Data to process ::

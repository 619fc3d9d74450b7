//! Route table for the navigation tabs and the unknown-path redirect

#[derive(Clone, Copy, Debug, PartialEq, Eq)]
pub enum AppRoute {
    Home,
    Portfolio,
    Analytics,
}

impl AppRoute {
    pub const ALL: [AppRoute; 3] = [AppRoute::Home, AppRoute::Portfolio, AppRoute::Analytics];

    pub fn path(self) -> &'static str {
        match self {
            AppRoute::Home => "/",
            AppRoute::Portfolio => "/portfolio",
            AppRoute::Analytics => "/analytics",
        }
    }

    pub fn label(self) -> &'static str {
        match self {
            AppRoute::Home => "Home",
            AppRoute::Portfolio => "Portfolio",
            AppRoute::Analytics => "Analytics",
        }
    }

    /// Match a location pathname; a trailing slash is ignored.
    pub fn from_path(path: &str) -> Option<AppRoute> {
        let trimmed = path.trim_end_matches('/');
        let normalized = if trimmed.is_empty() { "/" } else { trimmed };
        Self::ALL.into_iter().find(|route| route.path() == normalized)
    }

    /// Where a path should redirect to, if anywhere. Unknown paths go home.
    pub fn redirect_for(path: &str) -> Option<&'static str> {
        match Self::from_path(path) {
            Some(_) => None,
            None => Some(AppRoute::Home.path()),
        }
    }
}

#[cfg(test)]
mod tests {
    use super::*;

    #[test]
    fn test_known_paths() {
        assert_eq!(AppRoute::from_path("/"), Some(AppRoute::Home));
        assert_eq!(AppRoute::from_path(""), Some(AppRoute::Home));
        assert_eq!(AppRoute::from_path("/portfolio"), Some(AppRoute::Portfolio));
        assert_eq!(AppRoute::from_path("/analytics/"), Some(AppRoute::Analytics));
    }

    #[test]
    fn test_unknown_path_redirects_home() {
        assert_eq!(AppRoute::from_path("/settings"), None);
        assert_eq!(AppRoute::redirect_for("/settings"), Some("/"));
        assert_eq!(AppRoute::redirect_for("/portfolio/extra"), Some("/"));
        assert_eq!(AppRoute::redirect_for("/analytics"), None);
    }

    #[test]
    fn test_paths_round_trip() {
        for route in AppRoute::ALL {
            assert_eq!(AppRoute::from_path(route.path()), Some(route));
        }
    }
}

What needs to be done :: Your answer must be a single number, the count of lines in the data that hold the string "settings".

Reply to the task :: 2